__Goal of the exercise__
Line by line, repeat all the material exactly as it appears.

__Data under study__
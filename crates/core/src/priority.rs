use std::fmt;

use serde::{Deserialize, Serialize};

/// Number of real (non-free) priority bands.
pub const NUM_PRIORITIES: usize = 3;

/// A qscheduler priority level. Lower numeric value = higher priority.
///
/// Values `0..NUM_PRIORITIES` are the real bands. [`Priority::FREE_BUCKET`]
/// is worse than all of them and holds requests that have no quota or that
/// exceed their account's fanout limit. Other values are representable so
/// that externally built orderings can still be queried.
#[derive(Debug, Clone, Copy, Default, PartialEq, Eq, Hash, PartialOrd, Ord, Serialize, Deserialize)]
#[serde(transparent)]
pub struct Priority(i32);

impl Priority {
    pub const P0: Priority = Priority(0);
    pub const P1: Priority = Priority(1);
    pub const P2: Priority = Priority(2);
    pub const FREE_BUCKET: Priority = Priority(NUM_PRIORITIES as i32);

    pub const fn new(value: i32) -> Self {
        Self(value)
    }

    pub const fn value(self) -> i32 {
        self.0
    }

    pub fn is_free(self) -> bool {
        self == Self::FREE_BUCKET
    }

    /// The real bands, highest priority first.
    pub fn bands() -> impl Iterator<Item = Priority> {
        (0..NUM_PRIORITIES as i32).map(Priority)
    }
}

impl fmt::Display for Priority {
    fn fmt(&self, f: &mut fmt::Formatter<'_>) -> fmt::Result {
        if self.is_free() {
            f.write_str("FreeBucket")
        } else {
            write!(f, "P{}", self.0)
        }
    }
}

__Output of the exercise__
filename crates/core/src/priority.rs
use std::fmt;

use serde::{Deserialize, Serialize};

/// Number of real (non-free) priority bands.
pub const NUM_PRIORITIES: usize = 3;

/// A qscheduler priority level. Lower numeric value = higher priority.
///
/// Values `0..NUM_PRIORITIES` are the real bands. [`Priority::FREE_BUCKET`]
/// is worse than all of them and holds requests that have no quota or that
/// exceed their account's fanout limit. Other values are representable so
/// that externally built orderings can still be queried.
#[derive(Debug, Clone, Copy, Default, PartialEq, Eq, Hash, PartialOrd, Ord, Serialize, Deserialize)]
#[serde(transparent)]
pub struct Priority(i32);

impl Priority {
    pub const P0: Priority = Priority(0);
    pub const P1: Priority = Priority(1);
    pub const P2: Priority = Priority(2);
    pub const FREE_BUCKET: Priority = Priority(NUM_PRIORITIES as i32);

    pub const fn new(value: i32) -> Self {
        Self(value)
    }

    pub const fn value(self) -> i32 {
        self.0
    }

    pub fn is_free(self) -> bool {
        self == Self::FREE_BUCKET
    }

    /// The real bands, highest priority first.
    pub fn bands() -> impl Iterator<Item = Priority> {
        (0..NUM_PRIORITIES as i32).map(Priority)
    }
}

impl fmt::Display for Priority {
    fn fmt(&self, f: &mut fmt::Formatter<'_>) -> fmt::Result {
        if self.is_free() {
            f.write_str("FreeBucket")
        } else {
            write!(f, "P{}", self.0)
        }
    }
}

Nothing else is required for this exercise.